Between being a mother and dealing with hyperemesis gravidarum, it is understandable that you are overwhelmed. Have you ever heard of sedation dentistry?

Oral sedation simply involves taking some prescribed medication prior to your appointment. The dentist will be able to do an abundant amount of work in one sitting because you will be indifferent to what is going on. Technically, you won’t be asleep, but when it’s all said and done, you will feel like you were. This will take care of any of the anxiety you are dealing with and help your urgent needs to be taken care of. Sedation dentistry (or what some refer to as sleep dentistry) can be done at  a general dentist’s office. It does not require a specialist. You will need to arrange for someone to drive you to and from  your appointment due to the effects of the medication. It will also be nice to have an extra set of hands around to help with the kiddos afterwards.

Search for a sedation dentist  in your area to get the ball rolling. Don’t worry about feeling embarrassed or ashamed. Most sedation dentists genuinely want to help get you back on track with regular dental exams and cleanings. They are sensitive and empathetic to individuals that have put off care for reasons just like yours.

The first step is to tackle the problems that are causing you discomfort. Sedation dentistry also enables a dentist to accomplish more in one sitting which means fewer appointments over time. Together you will be able to figure out the right treatment plan for your needs and budget. Good luck!

This post is sponsored by Cleveland dentist Hylan Dental Care.

Healing cap came off my dental implant.

I am freaking out because this whole dental implant placement and healing time has been quite the ordeal. I have been in the healing phase of the dental implant process and the metal healing cap is gone. I can’t imagine I swallowed it without knowing, but it’s no longer in place. Now I have this huge hole in my mouth and it’s very unsettling. It’s the weekend (of course) and I don’t know what I’m supposed to do. I called my dentist but haven’t heard back. Can I wait or do I need to act now?

– Becky in Nevada

Becky,

Well, it sounds like the healing cap is gone which can understandably be scary. It is pretty rare to hear this, but not unheard of. Good news though, this isn’t a dental emergency. Hopefully that gives you some piece of mind. It can be taken care of during normal business hours.

If you did swallow it without knowing, it will likely pass through without any issue. The area around your dental implant should be pretty much healed up after six months. So you shouldn’t be concerned about infection or any other problems with the implant. You do want to be careful not to poke around or cause any trauma to the area around the implant. Try to be conscious of keeping your foods softer for the time being to avoid irritation.

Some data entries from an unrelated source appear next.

#[cfg(test)]
mod tests {
    use super::*;
    use crate::db::schemas::{
        AccessRule, CommunityDoc, GlobalConfigDoc, ItemConfig, ItemOverride, RolePolicy, UserDoc,
    };
    use crate::stock::StockCacheConfig;
    use crate::stores::{MemoryClaimStore, MemoryPolicyStore};
    use std::collections::HashMap;
    use tempfile::TempDir;

    struct Fixture {
        service: ClaimService,
        claims: Arc<MemoryClaimStore>,
        _tmp: TempDir,
        stocked_dir: PathBuf,
        empty_dir: PathBuf,
    }

    fn item(directory: &std::path::Path, cost: i64, cooldown: i64) -> ItemConfig {
        ItemConfig {
            directory: directory.to_string_lossy().into_owned(),
            cost,
            cooldown,
            enabled: true,
        }
    }

    async fn fixture(role_based: bool, maintenance: bool) -> Fixture {
        let tmp = TempDir::new().unwrap();
        let stocked = tmp.path().join("netflix");
        let empty = tmp.path().join("spotify");
        std::fs::create_dir(&stocked).unwrap();
        std::fs::create_dir(&empty).unwrap();
        for i in 0..8 {
            std::fs::write(stocked.join(format!("{}.txt", i)), "creds").unwrap();
        }

        let mut items = HashMap::new();
        items.insert("netflix".to_string(), item(&stocked, 5, 24));
        items.insert("spotify".to_string(), item(&empty, 1, 2));

        let mut roles = HashMap::new();
        let mut access = HashMap::new();
        access.insert(
            "netflix".to_string(),
            AccessRule::Override(ItemOverride {
                enabled: None,
                cost: Some(2),
                cooldown: None,
                daily_limit: Some(3),
            }),
        );
        access.insert("spotify".to_string(), AccessRule::Override(ItemOverride::default()));
        roles.insert(
            "vip".to_string(),
            RolePolicy {
                name: "VIP".to_string(),
                access,
            },
        );

        let community = CommunityDoc {
            community_id: 1,
            name: "alpha".to_string(),
            items,
            roles,
            role_based,
            enabled: true,
            ..Default::default()
        };

        let config = GlobalConfigDoc {
            id: "global_config".to_string(),
            maintenance_mode: maintenance,
            ..Default::default()
        };

        let policy = Arc::new(MemoryPolicyStore::new(vec![community], Some(config)));
        let claims = Arc::new(MemoryClaimStore::new());
        let cache = Arc::new(StockCache::new(StockCacheConfig::default()));
        let service = ClaimService::new(policy, Arc::clone(&claims) as Arc<dyn ClaimStore>, cache, 5);

        Fixture {
            service,
            claims,
            _tmp: tmp,
            stocked_dir: stocked,
            empty_dir: empty,
        }
    }

    fn vip() -> Vec<RoleMembership> {
        vec![RoleMembership::new("vip", 5)]
    }

    async fn seed_user(fixture: &Fixture, points: i64) {
        let mut user = UserDoc::new(7, "tester".to_string());
        user.points = points;
        fixture.claims.insert_user(user).await;
    }

    #[tokio::test]
    async fn test_execute_approves_and_deducts() {
        let f = fixture(true, false).await;
        seed_user(&f, 10).await;

        let decision = f
            .service
            .execute(7, "tester", &vip(), 1, "netflix")
            .await
            .unwrap();

        assert_eq!(
            decision,
            ClaimDecision::Approved {
                cost: 2,
                claimed_today: 1,
                balance: 8,
            }
        );
    }

    #[tokio::test]
    async fn test_unknown_item_is_not_entitled() {
        let f = fixture(true, false).await;
        seed_user(&f, 10).await;

        let decision = f
            .service
            .evaluate(7, "tester", &vip(), 1, "hulu")
            .await
            .unwrap();
        assert_eq!(decision, ClaimDecision::NotEntitled);
    }

    #[tokio::test]
    async fn test_unconfigured_community_is_not_entitled() {
        let f = fixture(true, false).await;
        seed_user(&f, 10).await;

        let decision = f
            .service
            .evaluate(7, "tester", &vip(), 999, "netflix")
            .await
            .unwrap();
        assert_eq!(decision, ClaimDecision::NotEntitled);
    }

    #[tokio::test]
    async fn test_roleless_user_in_role_based_community_is_not_entitled() {
        let f = fixture(true, false).await;
        seed_user(&f, 10).await;

        let decision = f
            .service
            .evaluate(7, "tester", &[], 1, "netflix")
            .await
            .unwrap();
        assert_eq!(decision, ClaimDecision::NotEntitled);
    }

    #[tokio::test]
    async fn test_out_of_stock_is_distinguished() {
        let f = fixture(true, false).await;
        seed_user(&f, 10).await;

        let decision = f
            .service
            .evaluate(7, "tester", &vip(), 1, "spotify")
            .await
            .unwrap();
        assert_eq!(decision, ClaimDecision::OutOfStock);
        assert!(f.empty_dir.exists());
    }

    #[tokio::test]
    async fn test_daily_limit_reached_after_exhausting_quota() {
        let f = fixture(true, false).await;
        seed_user(&f, 100).await;

        // Cooldown would block repeat claims; bypass it by writing records
        // through the store, then evaluate with the limit already consumed.
        let now = Utc::now();
        for _ in 0..3 {
            f.claims.try_claim(7, "netflix", 3, 0, now).await.unwrap();
        }

        let decision = f
            .service
            .evaluate(7, "tester", &vip(), 1, "netflix")
            .await
            .unwrap();
        assert_eq!(
            decision,
            ClaimDecision::DailyLimitReached {
                claimed: 3,
                limit: 3,
            }
        );
    }

    #[tokio::test]
    async fn test_cooldown_blocks_repeat_claim() {
        let f = fixture(true, false).await;
        seed_user(&f, 100).await;

        f.service
            .execute(7, "tester", &vip(), 1, "netflix")
            .await
            .unwrap();

        let decision = f
            .service
            .evaluate(7, "tester", &vip(), 1, "netflix")
            .await
            .unwrap();
        match decision {
            ClaimDecision::CoolingDown { remaining } => {
                assert!(remaining <= Duration::hours(24));
                assert!(remaining > Duration::hours(23));
            }
            other => panic!("expected cooldown, got {:?}", other),
        }
    }

    #[tokio::test]
    async fn test_insufficient_points() {
        let f = fixture(true, false).await;
        seed_user(&f, 1).await;

        let decision = f
            .service
            .evaluate(7, "tester", &vip(), 1, "netflix")
            .await
            .unwrap();
        assert_eq!(
            decision,
            ClaimDecision::InsufficientPoints { cost: 2, balance: 1 }
        );
    }

    #[tokio::test]
    async fn test_blacklisted_user_is_blocked() {
        let f = fixture(true, false).await;
        let mut user = UserDoc::new(7, "tester".to_string());
        user.points = 100;
        user.blacklisted = true;
        let until = Utc::now() + Duration::days(30);
        user.blacklist_expires = Some(bson::DateTime::from_chrono(until));
        f.claims.insert_user(user).await;

        let decision = f
            .service
            .evaluate(7, "tester", &vip(), 1, "netflix")
            .await
            .unwrap();
        match decision {
            ClaimDecision::Blacklisted { until: Some(_) } => {}
            other => panic!("expected blacklisted, got {:?}", other),
        }
    }

    #[tokio::test]
    async fn test_lapsed_blacklist_reads_as_clear() {
        let f = fixture(true, false).await;
        let mut user = UserDoc::new(7, "tester".to_string());
        user.points = 100;
        user.blacklisted = true;
        let past = Utc::now() - Duration::days(1);
        user.blacklist_expires = Some(bson::DateTime::from_chrono(past));
        f.claims.insert_user(user).await;

        let decision = f
            .service
            .evaluate(7, "tester", &vip(), 1, "netflix")
            .await
            .unwrap();
        assert!(matches!(decision, ClaimDecision::Approved { .. }));
    }

    #[tokio::test]
    async fn test_maintenance_mode_suspends_claims() {
        let f = fixture(true, true).await;
        seed_user(&f, 100).await;

        let decision = f
            .service
            .evaluate(7, "tester", &vip(), 1, "netflix")
            .await
            .unwrap();
        assert_eq!(decision, ClaimDecision::Maintenance);
    }

    #[tokio::test]
    async fn test_non_role_based_ignores_roles() {
        let f = fixture(false, false).await;
        seed_user(&f, 100).await;

        let decision = f
            .service
            .evaluate(7, "tester", &[], 1, "netflix")
            .await
            .unwrap();
        // Base cost applies, not the VIP override
        assert_eq!(
            decision,
            ClaimDecision::Approved {
                cost: 5,
                claimed_today: 0,
                balance: 100,
            }
        );
    }

    #[tokio::test]
    async fn test_stock_overview_sorted_and_classified() {
        let f = fixture(true, false).await;
        seed_user(&f, 10).await;

        let views = f.service.stock_overview(7, &vip(), 1).await.unwrap();

        assert_eq!(views.len(), 2);
        assert_eq!(views[0].item_type, "netflix");
        assert_eq!(views[0].count, 8);
        assert_eq!(views[0].health, LocationHealth::Healthy);
        assert_eq!(views[0].access.cost, 2);
        assert!(views[0].can_claim_today);

        assert_eq!(views[1].item_type, "spotify");
        assert_eq!(views[1].count, 0);
        assert_eq!(views[1].health, LocationHealth::Critical);
        assert_eq!(views[1].directory, f.empty_dir);
        assert!(f.stocked_dir.exists());
    }

    #[tokio::test]
    async fn test_stock_overview_omits_inaccessible_items() {
        let f = fixture(true, false).await;
        seed_user(&f, 10).await;

        let views = f.service.stock_overview(7, &[], 1).await.unwrap();
        assert!(views.is_empty());
    }
}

You did the right thing by calling the dentist right away. It will need to be replaced as soon as possible. But it can wait until after the weekend, if you don’t hear back. If you are bothered by food getting caught in that area, you can try putting some cotton or gauze in temporarily. At the drug store you should be able to find some oral products designed for use in the mouth.

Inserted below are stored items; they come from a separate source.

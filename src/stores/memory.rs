//! In-memory store implementations
//!
//! Trait doubles for tests and local development. `MemoryClaimStore` mirrors
//! the MongoDB conditional-update semantics exactly (rollover, limit, and
//! balance checked under one lock) so pipeline behavior stays testable
//! without a database.

use std::collections::HashMap;

use async_trait::async_trait;
use chrono::{DateTime, Utc};
use tokio::sync::{Mutex, RwLock};

use super::claims::{day_key, ClaimSnapshot, ClaimStore};
use super::policy::PolicyStore;
use crate::db::schemas::{ClaimRecord, CommunityDoc, GlobalConfigDoc, UserDoc};
use crate::types::Result;

/// Fixed set of community policies served from memory
#[derive(Default)]
pub struct MemoryPolicyStore {
    communities: RwLock<Vec<CommunityDoc>>,
    config: RwLock<Option<GlobalConfigDoc>>,
}

impl MemoryPolicyStore {
    pub fn new(communities: Vec<CommunityDoc>, config: Option<GlobalConfigDoc>) -> Self {
        Self {
            communities: RwLock::new(communities),
            config: RwLock::new(config),
        }
    }

    /// Replace the community set (simulates out-of-band admin writes)
    pub async fn set_communities(&self, communities: Vec<CommunityDoc>) {
        *self.communities.write().await = communities;
    }
}

#[async_trait]
impl PolicyStore for MemoryPolicyStore {
    async fn community(&self, community_id: i64) -> Result<Option<CommunityDoc>> {
        Ok(self
            .communities
            .read()
            .await
            .iter()
            .find(|c| c.community_id == community_id)
            .cloned())
    }

    async fn enabled_communities(&self) -> Result<Vec<CommunityDoc>> {
        Ok(self
            .communities
            .read()
            .await
            .iter()
            .filter(|c| c.enabled)
            .cloned()
            .collect())
    }

    async fn global_config(&self) -> Result<Option<GlobalConfigDoc>> {
        Ok(self.config.read().await.clone())
    }
}

/// Claim store held in a single mutex-guarded map
#[derive(Default)]
pub struct MemoryClaimStore {
    users: Mutex<HashMap<i64, UserDoc>>,
}

impl MemoryClaimStore {
    pub fn new() -> Self {
        Self::default()
    }

    /// Seed a user record directly (test setup)
    pub async fn insert_user(&self, user: UserDoc) {
        self.users.lock().await.insert(user.user_id, user);
    }

    pub async fn user(&self, user_id: i64) -> Option<UserDoc> {
        self.users.lock().await.get(&user_id).cloned()
    }
}

#[async_trait]
impl ClaimStore for MemoryClaimStore {
    async fn get_or_create_user(&self, user_id: i64, username: &str) -> Result<UserDoc> {
        let mut users = self.users.lock().await;
        let user = users
            .entry(user_id)
            .or_insert_with(|| UserDoc::new(user_id, username.to_string()));
        Ok(user.clone())
    }

    async fn claim_snapshot(
        &self,
        user_id: i64,
        item_type: &str,
        now: DateTime<Utc>,
    ) -> Result<ClaimSnapshot> {
        let users = self.users.lock().await;

        let Some(record) = users.get(&user_id).and_then(|u| u.claims.get(item_type)) else {
            return Ok(ClaimSnapshot {
                claimed_today: 0,
                last_claim: None,
            });
        };

        let claimed_today = if record.day == day_key(now) {
            record.count
        } else {
            0
        };

        Ok(ClaimSnapshot {
            claimed_today,
            last_claim: record.last_claim.map(|dt| dt.to_chrono()),
        })
    }

    async fn try_claim(
        &self,
        user_id: i64,
        item_type: &str,
        daily_limit: i64,
        cost: i64,
        now: DateTime<Utc>,
    ) -> Result<Option<UserDoc>> {
        let today = day_key(now);
        let mut users = self.users.lock().await;

        let Some(user) = users.get_mut(&user_id) else {
            return Ok(None);
        };

        if user.points < cost {
            return Ok(None);
        }

        let claimed_today = match user.claims.get(item_type) {
            Some(record) if record.day == today => record.count,
            _ => 0,
        };

        if daily_limit >= 0 && claimed_today >= daily_limit {
            return Ok(None);
        }

        user.points -= cost;
        user.total_spent += cost;
        user.total_claims += 1;
        user.claims.insert(
            item_type.to_string(),
            ClaimRecord {
                day: today,
                count: claimed_today + 1,
                last_claim: Some(bson::DateTime::from_chrono(now)),
            },
        );

        Ok(Some(user.clone()))
    }
}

Overall, this should not negatively affect the progress of your dental implant. Just be sure to get into see your dentist at the earliest convenience to get it taken care of. Thank you for your question.

This post is sponsored by Cleveland dentist Hylan Dental Care.

 

Will sedation dentistry speed up the dental work for my daughter?

My daughter is almost five now. The last dental appointment we had at the pediatric dentist, I was shocked to hear how much work she needed done. He wants to do several fillings and thinks a couple may actually require a crown. I was wondering if she can get sedation dentistry to get it all done in one sitting. The dentist wants to spread it out into three or four separate appointments. I think this will end up traumatizing her. I just want to get it over with and move on.

-Nichole in Oklahoma

Nichole,

Sedation dentistry is beneficial in situations like this, yet it isn’t always the norm. It is difficult to say whether your daughter is a candidate for sedation at your pediatric dentist based on the information you provided. Most pediatric dentists want to create positive experiences and make decisions that are in the best interest of the child. So this is likely what is being done in regard to your daughter’s recommended treatment plan. Although, having all the work done in one sitting may be the most convenient, it simply may not be the most ideal for her personally. He may be trying to minimize any adverse reactions and working to achieve the least invasive treatment plan. That said, it wouldn’t hurt to discuss it further with your dentist. You want to have an open, honest dialogue about what you feel is best for your child and try to better understand his recommendations.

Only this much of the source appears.